Jade Cargill (born June 3, 1992) is an American professional wrestler. She is signed to All Elite Wrestling (AEW), where she is the inaugural and current AEW TBS Champion. Her ongoing reign is the longest reign of any AEW championship at + days.

Early life 
Cargill was born in Gifford, Florida She attended Sebastian River High School and Vero Beach High School, helping her teams to two basketball district championships. Cargill is a Jacksonville University graduate with a social science degree, where she played basketball, and was named to Atlantic Sun Preseason First Team in her senior year. She also has a certified master's in child psychology.

Professional wrestling career 
In April 2019, Cargill attended a WWE tryout at the WWE Performance Center. Subsequently, she began training at A. R. Fox's WWA4 Academy. Taking advice from Mark Henry, who Cargill described as her "mentor," she went to train at Heath Miller and Richard Borger's Face 2 Face Wrestling School. She then trained at Nightmare Factory under Q. T. Marshall and Dustin Rhodes. Sonjay Dutt and Bryan Danielson started coaching her when they arrived in AEW in 2021, at the request of AEW founder and owner Tony Khan.

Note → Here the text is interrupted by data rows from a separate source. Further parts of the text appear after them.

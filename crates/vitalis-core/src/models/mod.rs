//! Domain models for the Vitalis system.

mod history;
mod patient;

pub use history::*;
pub use patient::*;
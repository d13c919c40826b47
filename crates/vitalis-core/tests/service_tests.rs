//! End-to-end service layer tests.

use chrono::NaiveDate;
use vitalis_core::db::Database;
use vitalis_core::models::{BloodType, ClinicalHistory, Patient};
use vitalis_core::service::{HistoryService, PatientService};

fn make_patient() -> Patient {
    Patient::new(
        "30111222",
        "Ana",
        "Gomez",
        NaiveDate::from_ymd_opt(1990, 5, 1),
    )
}

fn make_history() -> ClinicalHistory {
    let mut hc = ClinicalHistory::new("HC-001");
    hc.blood_type = Some(BloodType::OPositive);
    hc
}

#[test]
fn test_register_then_lookup_then_delete() {
    let db = Database::open_in_memory().unwrap();
    let patients = PatientService::new(&db);

    // Register: both rows persist, the history owned by the new patient
    let created = patients.register(make_patient(), make_history()).unwrap();
    assert!(created.id.is_some());

    // Lookup by DNI returns the patient with its nested history
    let found = patients.find_by_dni("30111222").unwrap().unwrap();
    assert_eq!(found.full_name(), "Ana Gomez");
    assert_eq!(found.birth_date, NaiveDate::from_ymd_opt(1990, 5, 1));

    let hc = found.history.expect("nested history");
    assert_eq!(hc.history_number, "HC-001");
    assert_eq!(hc.blood_type, Some(BloodType::OPositive));

    // Delete the patient, then the same lookup comes back empty
    patients.remove(created.id.unwrap()).unwrap();
    assert!(patients.find_by_dni("30111222").unwrap().is_none());

    // ... and the cascaded history is unreachable too
    let histories = HistoryService::new(&db);
    assert!(histories
        .find_by_patient(created.id.unwrap())
        .unwrap()
        .is_none());
}

#[test]
fn test_dni_reusable_after_delete() {
    let db = Database::open_in_memory().unwrap();
    let patients = PatientService::new(&db);

    let first = patients.register(make_patient(), make_history()).unwrap();

    // Active duplicate is rejected by the store
    assert!(patients
        .register(make_patient(), ClinicalHistory::new("HC-002"))
        .is_err());

    // After the soft delete the DNI registers again
    patients.remove(first.id.unwrap()).unwrap();
    let second = patients
        .register(make_patient(), ClinicalHistory::new("HC-002"))
        .unwrap();
    assert_ne!(first.id, second.id);

    let found = patients.find_by_dni("30111222").unwrap().unwrap();
    assert_eq!(found.id, second.id);
    assert_eq!(
        found.history.map(|hc| hc.history_number),
        Some("HC-002".into())
    );
}

#[test]
fn test_update_flows_keep_identity() {
    let db = Database::open_in_memory().unwrap();
    let patients = PatientService::new(&db);
    let histories = HistoryService::new(&db);

    let mut created = patients.register(make_patient(), make_history()).unwrap();
    let patient_id = created.id;

    created.first_name = "Ana Maria".into();
    patients.update(&created).unwrap();

    let mut hc = histories.find_by_patient(patient_id.unwrap()).unwrap().unwrap();
    let hc_id = hc.id;
    hc.notes = Some("allergy review pending".into());
    histories.update(&hc).unwrap();

    let found = patients.find_by_dni("30111222").unwrap().unwrap();
    assert_eq!(found.id, patient_id);
    assert_eq!(found.first_name, "Ana Maria");

    let hc = found.history.expect("nested history");
    assert_eq!(hc.id, hc_id);
    assert_eq!(hc.patient_id, patient_id);
    assert_eq!(hc.notes, Some("allergy review pending".into()));
}
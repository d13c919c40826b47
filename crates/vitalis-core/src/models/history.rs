//! Clinical history model and blood type codes.

use std::fmt;
use std::str::FromStr;

use chrono::NaiveDate;
use serde::{Deserialize, Serialize};
use thiserror::Error;

/// Error for an unrecognized blood type code.
#[derive(Error, Debug, Clone, PartialEq, Eq)]
#[error("unrecognized blood type code: {0:?}")]
pub struct ParseBloodTypeError(pub String);

/// ABO/Rh blood group, stored as its textual code ("A+" .. "O-").
#[derive(Debug, Clone, Copy, Serialize, Deserialize, PartialEq, Eq)]
pub enum BloodType {
    #[serde(rename = "A+")]
    APositive,
    #[serde(rename = "A-")]
    ANegative,
    #[serde(rename = "B+")]
    BPositive,
    #[serde(rename = "B-")]
    BNegative,
    #[serde(rename = "AB+")]
    AbPositive,
    #[serde(rename = "AB-")]
    AbNegative,
    #[serde(rename = "O+")]
    OPositive,
    #[serde(rename = "O-")]
    ONegative,
}

impl BloodType {
    /// All eight groups, in display order.
    pub const ALL: [BloodType; 8] = [
        BloodType::APositive,
        BloodType::ANegative,
        BloodType::BPositive,
        BloodType::BNegative,
        BloodType::AbPositive,
        BloodType::AbNegative,
        BloodType::OPositive,
        BloodType::ONegative,
    ];

    /// The textual code persisted in the database.
    pub fn as_code(&self) -> &'static str {
        match self {
            BloodType::APositive => "A+",
            BloodType::ANegative => "A-",
            BloodType::BPositive => "B+",
            BloodType::BNegative => "B-",
            BloodType::AbPositive => "AB+",
            BloodType::AbNegative => "AB-",
            BloodType::OPositive => "O+",
            BloodType::ONegative => "O-",
        }
    }

    /// Parse a user- or database-supplied code.
    ///
    /// Blank input means "unset" and maps to `Ok(None)`; anything non-blank
    /// must be one of the eight codes.
    pub fn from_code(code: &str) -> Result<Option<Self>, ParseBloodTypeError> {
        let code = code.trim();
        if code.is_empty() {
            return Ok(None);
        }
        code.parse().map(Some)
    }
}

impl FromStr for BloodType {
    type Err = ParseBloodTypeError;

    fn from_str(s: &str) -> Result<Self, Self::Err> {
        match s {
            "A+" => Ok(BloodType::APositive),
            "A-" => Ok(BloodType::ANegative),
            "B+" => Ok(BloodType::BPositive),
            "B-" => Ok(BloodType::BNegative),
            "AB+" => Ok(BloodType::AbPositive),
            "AB-" => Ok(BloodType::AbNegative),
            "O+" => Ok(BloodType::OPositive),
            "O-" => Ok(BloodType::ONegative),
            other => Err(ParseBloodTypeError(other.to_string())),
        }
    }
}

impl fmt::Display for BloodType {
    fn fmt(&self, f: &mut fmt::Formatter<'_>) -> fmt::Result {
        f.write_str(self.as_code())
    }
}

/// A patient's clinical history.
///
/// Owned by exactly one patient via `patient_id`; a history without an owner
/// is rejected by the store. At most one active history exists per patient.
#[derive(Debug, Clone, Serialize, Deserialize, PartialEq)]
pub struct ClinicalHistory {
    /// Surrogate identifier, assigned by the store on creation
    pub id: Option<i64>,
    /// Soft-delete flag
    pub deleted: bool,
    /// Identifier of the physical/legacy record (e.g. "HC-001")
    pub history_number: String,
    /// Blood group, if known
    pub blood_type: Option<BloodType>,
    /// Relevant medical history
    pub medical_history: Option<String>,
    /// Current medication
    pub current_medication: Option<String>,
    /// Free-form notes
    pub notes: Option<String>,
    /// Date the history was opened
    pub opened_date: NaiveDate,
    /// Owning patient; set by the service before the history is persisted
    pub patient_id: Option<i64>,
}

impl ClinicalHistory {
    /// Create a new transient clinical history, opened today.
    pub fn new(history_number: impl Into<String>) -> Self {
        Self {
            id: None,
            deleted: false,
            history_number: history_number.into(),
            blood_type: None,
            medical_history: None,
            current_medication: None,
            notes: None,
            opened_date: chrono::Local::now().date_naive(),
            patient_id: None,
        }
    }
}
//! SQLite schema definition.

/// Complete database schema for Vitalis.
pub const SCHEMA: &str = r#"
-- Enable foreign keys
PRAGMA foreign_keys = ON;

-- ============================================================================
-- Patients
-- ============================================================================

CREATE TABLE IF NOT EXISTS patient (
    id INTEGER PRIMARY KEY AUTOINCREMENT,
    deleted INTEGER NOT NULL DEFAULT 0,
    national_id TEXT NOT NULL,
    first_name TEXT NOT NULL,
    last_name TEXT NOT NULL,
    birth_date TEXT
);

-- Unique per ACTIVE patient: a soft-deleted row frees its DNI for reuse
CREATE UNIQUE INDEX IF NOT EXISTS idx_patient_active_dni
    ON patient(national_id) WHERE deleted = 0;

-- ============================================================================
-- Clinical Histories
-- ============================================================================

CREATE TABLE IF NOT EXISTS clinical_history (
    id INTEGER PRIMARY KEY AUTOINCREMENT,
    deleted INTEGER NOT NULL DEFAULT 0,
    history_number TEXT NOT NULL,
    blood_type TEXT,                             -- one of A+ A- B+ B- AB+ AB- O+ O-, or NULL
    medical_history TEXT,
    current_medication TEXT,
    notes TEXT,
    opened_date TEXT NOT NULL,
    patient_id INTEGER NOT NULL REFERENCES patient(id)
);

CREATE INDEX IF NOT EXISTS idx_history_patient ON clinical_history(patient_id);
"#;
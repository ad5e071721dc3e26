// Lock metrics recorded through the `metrics` facade.
// No exporter is installed here; the embedding application chooses one.

use std::time::Duration;

use metrics::{counter, describe_counter, describe_histogram, histogram};

pub const LOCK_ACQUIRED_TOTAL: &str = "turnstile_lock_acquired_total";
pub const LOCK_TIMEOUT_TOTAL: &str = "turnstile_lock_timeout_total";
pub const LOCK_FAILED_TOTAL: &str = "turnstile_lock_failed_total";
pub const LOCK_RELEASED_TOTAL: &str = "turnstile_lock_released_total";
pub const LOCK_WAIT_SECONDS: &str = "turnstile_lock_wait_seconds";

/// Register metric descriptions with the installed recorder.
/// Call once after installing an exporter.
pub fn describe_metrics() {
    describe_counter!(LOCK_ACQUIRED_TOTAL, "Total number of successful lock acquisitions");
    describe_counter!(
        LOCK_TIMEOUT_TOTAL,
        "Total number of lock acquisitions that timed out"
    );
    describe_counter!(
        LOCK_FAILED_TOTAL,
        "Total number of lock acquisitions that failed for reasons other than timeout"
    );
    describe_counter!(LOCK_RELEASED_TOTAL, "Total number of lock releases");
    describe_histogram!(
        LOCK_WAIT_SECONDS,
        "Time from acquisition request to lock ownership in seconds"
    );
}

pub(crate) fn record_acquired(lock_key: &str, waited: Duration) {
    counter!(LOCK_ACQUIRED_TOTAL, "key" => lock_key.to_string()).increment(1);
    histogram!(LOCK_WAIT_SECONDS, "key" => lock_key.to_string()).record(waited.as_secs_f64());
}

pub(crate) fn record_timeout(lock_key: &str) {
    counter!(LOCK_TIMEOUT_TOTAL, "key" => lock_key.to_string()).increment(1);
}

pub(crate) fn record_failed(lock_key: &str, reason: &'static str) {
    counter!(LOCK_FAILED_TOTAL, "key" => lock_key.to_string(), "reason" => reason).increment(1);
}

pub(crate) fn record_released(lock_key: &str) {
    counter!(LOCK_RELEASED_TOTAL, "key" => lock_key.to_string()).increment(1);
}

Cargill made her professional wrestling debut with All Elite Wrestling (AEW) on the November 11, 2020, episode of Dynamite, interrupting Cody Rhodes, and teasing the arrival of Shaquille O'Neal. The next day, Tony Khan announced that Cargill had signed a multi-year contract with AEW. She would work with Cody Rhodes and his wife Brandi, leading to a tag team match pitting the Rhodes against herself and Shaq. However, Brandi was replaced by Red Velvet. On the March 3, 2021, episode of Dynamite, Cargill and O'Neal defeated Cody and Velvet, marking the first match of Cargill's wrestling career. On the March 17 episode of Dynamite, Cargill wrestled in her first singles match, defeating Dani Jordyn. Despite Matt Hardy offering his managerial services to Cargill, he was shunned in favor of Mark Sterling, which was announced on the May 28 episode of Dynamite.

In October 2021, it was announced that she would participate in the AEW TBS Championship tournament to determine the inaugural champion, and would be one of four women to receive a first round bye. Cargill went on to defeat Red Velvet in the quarterfinals on November 24 and Thunder Rosa in the semi finals on December 29. In the finals, which took place on January 5, 2022, she defeated Ruby Soho to become the inaugural AEW TBS Champion. Two weeks later, in what were her first title defenses, she would retain against Anna Jay and Julia Hart on episodes of Rampage.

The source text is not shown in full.